■ WHAT THE TASK REQUIRES:
For this exercise, please find the lines in the entries that include the word "Moves" and copy them.
===== DATA RECORDS =====
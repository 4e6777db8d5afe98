//! Single-line text input widget.

use ratatui::{
    buffer::Buffer,
    layout::Rect,
    style::{Color, Style},
    widgets::{Block, Borders, Paragraph, Widget},
};
use unicode_width::UnicodeWidthStr;

const MASK_CHAR: char = '•';

/// Text input field widget.
///
/// The cursor is a character index, not a byte offset.
#[derive(Debug, Clone)]
pub struct TextInput {
    value: String,
    cursor: usize,
    focused: bool,
    masked: bool,
    placeholder: String,
    label: String,
}

impl TextInput {
    /// Creates new input with label.
    #[must_use]
    pub fn new(label: impl Into<String>) -> Self {
        Self {
            value: String::new(),
            cursor: 0,
            focused: false,
            masked: false,
            placeholder: String::new(),
            label: label.into(),
        }
    }

    /// Enables password masking.
    #[must_use]
    pub fn password(mut self) -> Self {
        self.masked = true;
        self
    }

    /// Sets placeholder text.
    #[must_use]
    pub fn placeholder(mut self, text: impl Into<String>) -> Self {
        self.placeholder = text.into();
        self
    }

    /// Returns field label.
    #[must_use]
    pub fn label(&self) -> &str {
        &self.label
    }

    /// Sets focus state.
    pub fn set_focused(&mut self, focused: bool) {
        self.focused = focused;
    }

    /// Returns focus state.
    #[must_use]
    pub fn is_focused(&self) -> bool {
        self.focused
    }

    /// Returns current value.
    #[must_use]
    pub fn value(&self) -> &str {
        &self.value
    }

    /// Clears value.
    pub fn clear(&mut self) {
        self.value.clear();
        self.cursor = 0;
    }

    fn byte_offset(&self, char_index: usize) -> usize {
        self.value
            .char_indices()
            .nth(char_index)
            .map_or(self.value.len(), |(i, _)| i)
    }

    fn char_len(&self) -> usize {
        self.value.chars().count()
    }

    /// Inserts character at cursor.
    pub fn input_char(&mut self, c: char) {
        let at = self.byte_offset(self.cursor);
        self.value.insert(at, c);
        self.cursor += 1;
    }

    /// Deletes character before cursor.
    pub fn backspace(&mut self) {
        if self.cursor > 0 {
            self.cursor -= 1;
            let at = self.byte_offset(self.cursor);
            self.value.remove(at);
        }
    }

    /// Deletes character at cursor.
    pub fn delete(&mut self) {
        if self.cursor < self.char_len() {
            let at = self.byte_offset(self.cursor);
            self.value.remove(at);
        }
    }

    /// Moves cursor left.
    pub fn move_left(&mut self) {
        self.cursor = self.cursor.saturating_sub(1);
    }

    /// Moves cursor right.
    pub fn move_right(&mut self) {
        if self.cursor < self.char_len() {
            self.cursor += 1;
        }
    }

    /// Moves cursor to start.
    pub fn move_start(&mut self) {
        self.cursor = 0;
    }

    /// Moves cursor to end.
    pub fn move_end(&mut self) {
        self.cursor = self.char_len();
    }

    fn display_text(&self) -> String {
        if self.value.is_empty() {
            self.placeholder.clone()
        } else if self.masked {
            MASK_CHAR.to_string().repeat(self.char_len())
        } else {
            self.value.clone()
        }
    }

    fn cursor_column(&self) -> usize {
        if self.masked {
            self.cursor
        } else {
            self.value[..self.byte_offset(self.cursor)].width()
        }
    }
}

impl Widget for &TextInput {
    fn render(self, area: Rect, buf: &mut Buffer) {
        let border_style = if self.focused {
            Style::default().fg(Color::Cyan)
        } else {
            Style::default().fg(Color::Gray)
        };

        let text_style = if self.value.is_empty() {
            Style::default().fg(Color::DarkGray)
        } else {
            Style::default().fg(Color::White)
        };

        let block = Block::default()
            .borders(Borders::ALL)
            .border_style(border_style)
            .title(format!(" {} ", self.label));

        let inner = block.inner(area);

        block.render(area, buf);
        Paragraph::new(self.display_text())
            .style(text_style)
            .render(inner, buf);

        if self.focused && inner.width > 0 && inner.height > 0 {
            let column = u16::try_from(self.cursor_column()).unwrap_or(u16::MAX);
            let cursor_x = inner.x.saturating_add(column);
            if cursor_x < inner.right() {
                buf[(cursor_x, inner.y)]
                    .set_style(Style::default().bg(Color::White).fg(Color::Black));
            }
        }
    }
}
=====
■ OUTPUT BELOW:
    /// Moves cursor left.
    /// Moves cursor right.
    /// Moves cursor to start.
    /// Moves cursor to end.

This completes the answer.